Lydia Ruyle was an artist, scholar, and visionary who pursued Goddess research for several decades, engaging her creative capacity through body, mind, and spirit. As an artist, she was beloved and renown around the world for her stunning presentation of multicultural goddesses and symbols of female divinity. In her life journey, Lydia found the goddess through the the wake-up calls she received from the Ancient Mothers. They had asked her to fully engage through the medium of her art the indigenous stories and sacred places of Mother Earth. Over twenty years ago, Lydia began collecting images of women from art herstory, the subject matter of her teachings at University of Northern Colorado. She put the images in her art, and in 1987, Better Homes & Goddesses was born for National Women's History Month. In 1995, she began her Goddess Icon Banner Project with 18 banners created for an exhibit in Ephesus; since then, her repertoire grew to include representations of over 295 goddesses. As an artist scholar emeritus of the Visual Arts faculty at University of Northern Colorado, The Lydia Ruyle Room for Women Artists was created and dedicated to her in 2010. In 2013, the University presented Lydia with a Lifetime Achievement Award. She was also the 2013 recipient of the Brigit Award for Excellence in the Arts for her profound contribution to goddess art, research, and scholarship. Lydia Ruyle was a mother of three and a grandmother of six with her partner Bob of 50 years.
Honorary Wise Women
Cindi Alvitre, PhD Candidate
Lecturer of American Indian Studies and Co-Founder of the Ti'at Society of the Tongva
Cindi Moar Alvitre (Tongva) is a mother and grandmother and has been a cultural/environmental educator for over three decades. She is descendant from the Tongva, the original inhabitants of Los Angeles & Orange Counties, and the four Southern Channel Islands, and served as the first woman chair of the Gabrieleno/Tongva Tribal Council. In 1985, she & Lorene Sisquoc co-founded Mother Earth Clan, a collective of Indian women who created a model for cultural and environmental education. In the late 1980s, she co-founded Ti’at Society,
renewing the maritime culture of the Tongva.

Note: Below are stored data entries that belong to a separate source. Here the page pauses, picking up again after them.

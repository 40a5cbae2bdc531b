//! User-supplied metadata that can be bound to scanned content.

use serde::{Deserialize, Serialize};

/// Free-form details an operator attaches to a scanned tag.
///
/// Every field is optional. A record without any non-blank field carries no
/// information and is treated exactly like "no metadata": it is never stored
/// on an entry nor kept in the binding table.
#[derive(Serialize, Deserialize, Clone, Debug, Default, PartialEq, Eq)]
#[serde(rename_all = "camelCase")]
pub struct MetadataRecord {
    /// Animal identifier, e.g. "DE123456789".
    #[serde(default, skip_serializing_if = "Option::is_none")]
    pub animal_id: Option<String>,

    #[serde(default, skip_serializing_if = "Option::is_none")]
    pub breed: Option<String>,

    /// Birth date as typed by the operator; not parsed.
    #[serde(default, skip_serializing_if = "Option::is_none")]
    pub birth_date: Option<String>,

    /// Weight in kilograms as typed by the operator; not parsed.
    #[serde(default, skip_serializing_if = "Option::is_none")]
    pub weight: Option<String>,

    #[serde(default, skip_serializing_if = "Option::is_none")]
    pub notes: Option<String>,

    #[serde(default, skip_serializing_if = "Option::is_none")]
    pub owner_name: Option<String>,

    #[serde(default, skip_serializing_if = "Option::is_none")]
    pub location: Option<String>,
}

impl MetadataRecord {
    /// True when no field holds a non-blank value.
    pub fn is_empty(&self) -> bool {
        self.fields().into_iter().all(|f| f.is_none_or(|v| v.trim().is_empty()))
    }

    /// Trim every field, drop blank ones, and collapse an empty record to `None`.
    pub fn normalized(self) -> Option<Self> {
        let record = Self {
            animal_id: clean(self.animal_id),
            breed: clean(self.breed),
            birth_date: clean(self.birth_date),
            weight: clean(self.weight),
            notes: clean(self.notes),
            owner_name: clean(self.owner_name),
            location: clean(self.location),
        };
        if record.is_empty() { None } else { Some(record) }
    }

    fn fields(&self) -> [Option<&str>; 7] {
        [
            self.animal_id.as_deref(),
            self.breed.as_deref(),
            self.birth_date.as_deref(),
            self.weight.as_deref(),
            self.notes.as_deref(),
            self.owner_name.as_deref(),
            self.location.as_deref(),
        ]
    }
}

fn clean(value: Option<String>) -> Option<String> {
    value
        .map(|v| v.trim().to_string())
        .filter(|v| !v.is_empty())
}
//! src/services/scan_service.rs
//!
//! ScanService — the single owner of the scan store. Commands are applied to
//! the in-memory state, the whole state is persisted as one snapshot, and a
//! change event is published to subscribers.
//!
//! Persistence failures never fail a command: they are logged, the service is
//! marked degraded, and the in-memory state stays authoritative. A snapshot
//! that could not be read is never overwritten: a corrupt one is copied aside
//! first, and an unreadable one turns snapshot writes off for the session.

use crate::{
    models::{barcode::ScanKind, metadata::MetadataRecord, scan_entry::ScanEntry},
    services::{
        csv_export::CsvVariant,
        events::{EventBus, StoreEvent},
        export_service::{ExportOutcome, ExportResult, ExportService, RenderedExport},
        scan_store::{ScanCounts, ScanStore},
        snapshot_repo::{SnapshotError, SnapshotRepository},
    },
};
use std::sync::{
    Arc,
    atomic::{AtomicBool, Ordering},
};
use tokio::sync::{Mutex, broadcast};
use tracing::{debug, info, warn};
use uuid::Uuid;

const EVENT_CAPACITY: usize = 256;

/// Shared handle to the scan store, its persistence and its subscribers.
#[derive(Clone)]
pub struct ScanService {
    state: Arc<Mutex<ScanStore>>,
    repo: SnapshotRepository,
    events: EventBus,
    exports: ExportService,
    degraded: Arc<AtomicBool>,
    writable: bool,
}

/// Entries of one kind plus the counts for every kind.
#[derive(serde::Serialize, Debug)]
pub struct ScanListing {
    pub items: Vec<ScanEntry>,
    pub counts: ScanCounts,
    pub bindings: usize,
}

impl ScanService {
    /// Load persisted state (or start empty) and build the service.
    ///
    /// A missing table is created. A corrupt snapshot is copied to a side blob
    /// and the service starts empty. If the snapshot cannot be read at all, or
    /// the copy fails, the service starts empty in degraded mode and never
    /// writes the snapshot this session.
    pub async fn load(repo: SnapshotRepository, exports: ExportService) -> Self {
        let degraded = Arc::new(AtomicBool::new(false));
        let mut writable = true;

        if let Err(err) = repo.ensure_schema().await {
            warn!("could not prepare snapshot table: {}", err);
            degraded.store(true, Ordering::SeqCst);
        }

        let store = match repo.load().await {
            Ok(Some(store)) => {
                info!(
                    items = store.len(),
                    bindings = store.bindings_len(),
                    "loaded scan store snapshot `{}`",
                    repo.name()
                );
                store
            }
            Ok(None) => {
                debug!("no snapshot `{}` yet, starting empty", repo.name());
                ScanStore::new()
            }
            Err(err @ SnapshotError::Corrupt { .. }) => {
                match repo.quarantine().await {
                    Ok(side) => {
                        warn!("{}; kept a copy as `{}`, starting with an empty store", err, side)
                    }
                    Err(copy_err) => {
                        warn!(
                            "{}; could not keep a copy ({}), running memory-only",
                            err, copy_err
                        );
                        degraded.store(true, Ordering::SeqCst);
                        writable = false;
                    }
                }
                ScanStore::new()
            }
            Err(err) => {
                warn!("could not load snapshot: {}; running memory-only", err);
                degraded.store(true, Ordering::SeqCst);
                writable = false;
                ScanStore::new()
            }
        };

        Self {
            state: Arc::new(Mutex::new(store)),
            repo,
            events: EventBus::new(EVENT_CAPACITY),
            exports,
            degraded,
            writable,
        }
    }

    /// Record a scan. Metadata bound to identical content is attached.
    pub async fn add_item(&self, content: &str, barcode_type: &str) -> ScanEntry {
        let mut store = self.state.lock().await;
        let entry = store.add_item(content, barcode_type);
        info!(
            id = %entry.id,
            barcode_type,
            reattached = entry.metadata.is_some(),
            "scan recorded"
        );
        self.persist(&store).await;
        drop(store);

        self.events.emit(StoreEvent::ItemAdded {
            id: entry.id,
            content: entry.content.clone(),
        });
        entry
    }

    /// Remove one entry. Unknown ids are ignored.
    pub async fn remove_item(&self, id: Uuid) {
        let mut store = self.state.lock().await;
        if !store.remove_item(id) {
            debug!(%id, "remove ignored, no such entry");
            return;
        }
        self.persist(&store).await;
        drop(store);

        self.events.emit(StoreEvent::ItemRemoved { id });
    }

    /// Remove every entry; bindings are kept.
    pub async fn clear_items(&self) {
        let mut store = self.state.lock().await;
        let removed = store.clear_items();
        info!(removed, "scan history cleared");
        self.persist(&store).await;
        drop(store);

        self.events.emit(StoreEvent::ItemsCleared { removed });
    }

    /// Set an entry's metadata and rebind it to the entry's content.
    ///
    /// Returns `None`, changing nothing, when the id is unknown.
    pub async fn update_item(
        &self,
        id: Uuid,
        metadata: Option<MetadataRecord>,
    ) -> Option<ScanEntry> {
        let mut store = self.state.lock().await;
        let Some(entry) = store.update_item(id, metadata) else {
            debug!(%id, "update ignored, no such entry");
            return None;
        };
        self.persist(&store).await;
        drop(store);

        let bound = entry.metadata.is_some();
        info!(%id, bound, "scan metadata updated");
        self.events.emit(StoreEvent::ItemUpdated {
            id,
            content: entry.content.clone(),
            bound,
        });
        Some(entry)
    }

    /// All entries, newest first.
    pub async fn items(&self) -> Vec<ScanEntry> {
        self.state.lock().await.items().to_vec()
    }

    pub async fn get_item(&self, id: Uuid) -> Option<ScanEntry> {
        self.state.lock().await.get(id).cloned()
    }

    /// Entries of `kind` with per-kind counts, for the history view.
    pub async fn list(&self, kind: ScanKind) -> ScanListing {
        let store = self.state.lock().await;
        ScanListing {
            items: store.filter(kind),
            counts: store.counts(),
            bindings: store.bindings_len(),
        }
    }

    /// Metadata currently bound to `content`.
    pub async fn binding(&self, content: &str) -> Option<MetadataRecord> {
        self.state.lock().await.binding(content).cloned()
    }

    pub fn subscribe(&self) -> broadcast::Receiver<StoreEvent> {
        self.events.subscribe()
    }

    /// True while snapshot writes are failing, or were turned off at load.
    pub fn persistence_degraded(&self) -> bool {
        self.degraded.load(Ordering::SeqCst)
    }

    pub fn repository(&self) -> &SnapshotRepository {
        &self.repo
    }

    pub fn exports(&self) -> &ExportService {
        &self.exports
    }

    /// Render the current history as CSV for a direct download.
    pub async fn render_export(&self, variant: CsvVariant) -> ExportResult<Option<RenderedExport>> {
        let items = self.items().await;
        self.exports.render(&items, variant)
    }

    /// Write the current history as a CSV file.
    pub async fn export_to_file(&self, variant: CsvVariant) -> ExportResult<ExportOutcome> {
        let items = self.items().await;
        self.exports.export_to_file(&items, variant).await
    }

    async fn persist(&self, store: &ScanStore) {
        if !self.writable {
            debug!("snapshot writes are off for this session");
            return;
        }
        match self.repo.save(store).await {
            Ok(()) => {
                if self.degraded.swap(false, Ordering::SeqCst) {
                    info!("snapshot persistence recovered");
                }
            }
            Err(err) => {
                if !self.degraded.swap(true, Ordering::SeqCst) {
                    warn!("could not persist scan store, continuing in memory: {}", err);
                } else {
                    debug!("snapshot still not persisted: {}", err);
                }
            }
        }
    }
}
pub mod csv_export;
pub mod events;
pub mod export_service;
pub mod scan_service;
pub mod scan_store;
pub mod snapshot_repo;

Cindi is currently a PhD candidate at UCLA, Department of World Arts and Culture and a lecturer at California State University Long Beach in the American Indian Studies Department. Her specialties are California Indians, traditional medicine, cultural identity, revitalization, and cultural trauma.
Cindi is a Task Force member for the State of California, California Indian Heritage Center, and a board member for the California Council for the Humanities. As a social-political activist, she has represented her community domestically and internationally, including opening for Nobel Laureates, Rigoberta Menchu Tum and His Holiness the Dalai Lama. She is one of the original plaintiffs in Puvungna case during the two year occupation of this sacred site. She continues to dedicate her life to the preservation and protection of California Indian culture.